The components of MRI system including [18, 19]:
1. Primary magnet: The biggest and most important component of MRI system. Field refers to the strength of the static permanent field for example at 0.3 to 1.5 T in medicine. In scientific applications in higher, in our example is 14 T (LEMTA).
2. Gradient magnet: generate secondary magnetic fields over the primary field. They are located within the bore of the primary magnet and arranged in opposition to each other to produce positive and negative poles. The arrangement of these gradient coils gives MRI the capacity to image directionally along the Z, X and Y-axis.
3. Shim coil: it is the process of adjusting the magnetic field to make it more uniform. The homogeneous magnet is one of the requirements to achieve good imaging.
Chapter 1: Context
27 | P a g e 4. The Radio Frequency or RF coils: they are used for transmitting the radio frequency or RF pulse and receiving signals in MRI. They come in many designs altered to best suit each material part and all aiming to improve signal-to-noise ratios to produce the best possible diagnostic images.
5. The computer system receives the RF signal and performs an analog-to-digital conversion. The digital signal representing the imaged material part which is stored in the temporary image space or k-space. The k-space stores digitized NMR signals during data acquisition. The digital signal is then sent to an image processor where а mathematical formula called Fourier Transformation is applied as the image of the MRI scan is displayed on а monitor.
Figure 1.4 is the schematic diagram of MRI machine components.
Figure 1.4. Schematic diagram of an MRI machine [20].

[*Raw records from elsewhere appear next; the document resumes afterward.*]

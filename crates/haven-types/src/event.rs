//! Observability event shapes.
//!
//! Events are fire-and-forget: sinks consume them, the pipeline never waits
//! on them.

use std::collections::HashMap;

use chrono::{DateTime, Utc};
use serde::{Deserialize, Serialize};

use crate::ids::{EventId, SessionId};

/// Kind of emitted event, dotted-name style.
#[derive(Debug, Clone, Copy, PartialEq, Eq, Hash, Serialize, Deserialize)]
pub enum EventType {
    #[serde(rename = "session.created")]
    SessionCreated,
    #[serde(rename = "session.updated")]
    SessionUpdated,
    #[serde(rename = "session.closed")]
    SessionClosed,
    #[serde(rename = "session.expired")]
    SessionExpired,

    #[serde(rename = "consent.granted")]
    ConsentGranted,
    #[serde(rename = "consent.denied")]
    ConsentDenied,
    #[serde(rename = "consent.withdrawn")]
    ConsentWithdrawn,

    #[serde(rename = "message.received")]
    MessageReceived,
    #[serde(rename = "message.sent")]
    MessageSent,

    #[serde(rename = "risk.assessed")]
    RiskAssessed,
    #[serde(rename = "risk.flag_raised")]
    RiskFlagRaised,
    #[serde(rename = "risk.escalation_triggered")]
    RiskEscalationTriggered,

    #[serde(rename = "resource.provided")]
    ResourceProvided,

    #[serde(rename = "escalation.initiated")]
    EscalationInitiated,
    #[serde(rename = "escalation.completed")]
    EscalationCompleted,
    #[serde(rename = "escalation.failed")]
    EscalationFailed,

    #[serde(rename = "system.warning")]
    SystemWarning,
    #[serde(rename = "system.error")]
    SystemError,
}

impl std::fmt::Display for EventType {
    fn fmt(&self, f: &mut std::fmt::Formatter<'_>) -> std::fmt::Result {
        let s = match self {
            EventType::SessionCreated => "session.created",
            EventType::SessionUpdated => "session.updated",
            EventType::SessionClosed => "session.closed",
            EventType::SessionExpired => "session.expired",
            EventType::ConsentGranted => "consent.granted",
            EventType::ConsentDenied => "consent.denied",
            EventType::ConsentWithdrawn => "consent.withdrawn",
            EventType::MessageReceived => "message.received",
            EventType::MessageSent => "message.sent",
            EventType::RiskAssessed => "risk.assessed",
            EventType::RiskFlagRaised => "risk.flag_raised",
            EventType::RiskEscalationTriggered => "risk.escalation_triggered",
            EventType::ResourceProvided => "resource.provided",
            EventType::EscalationInitiated => "escalation.initiated",
            EventType::EscalationCompleted => "escalation.completed",
            EventType::EscalationFailed => "escalation.failed",
            EventType::SystemWarning => "system.warning",
            EventType::SystemError => "system.error",
        };
        write!(f, "{}", s)
    }
}

/// Event priority.
#[derive(Debug, Clone, Copy, PartialEq, Eq, PartialOrd, Ord, Serialize, Deserialize)]
pub enum EventPriority {
    Low,
    Normal,
    High,
    Critical,
}

/// One emitted event.
#[derive(Debug, Clone, Serialize, Deserialize)]
pub struct TriageEvent {
    pub id: EventId,
    pub kind: EventType,
    pub session_id: SessionId,
    pub priority: EventPriority,
    pub at: DateTime<Utc>,
    pub metadata: HashMap<String, serde_json::Value>,
}

impl TriageEvent {
    pub fn new(kind: EventType, session_id: SessionId, priority: EventPriority) -> Self {
        Self {
            id: EventId::generate(),
            kind,
            session_id,
            priority,
            at: Utc::now(),
            metadata: HashMap::new(),
        }
    }

    pub fn with_metadata(mut self, key: impl Into<String>, value: serde_json::Value) -> Self {
        self.metadata.insert(key.into(), value);
        self
    }
}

Magnetic resonance imaging has been used in porous media researches to characterize the main properties like grain size and porosity, to determine fluid distribution and saturation, to define water and oil flow patterns, front displacement and fluid velocities. The maximum MR imaging resolution of sample is on order of mm’s (a few of tens of microns). This MRI resolution depend on the MRI device specifications, sample size and sample characteristics. In the following sections there are some examples given about MRI application in porous media.
Figure 1.5 shows A Typical MRI image of octanol ganglia entrapped within the water-saturated packing of glass beads as per presented by Johns et al. [10].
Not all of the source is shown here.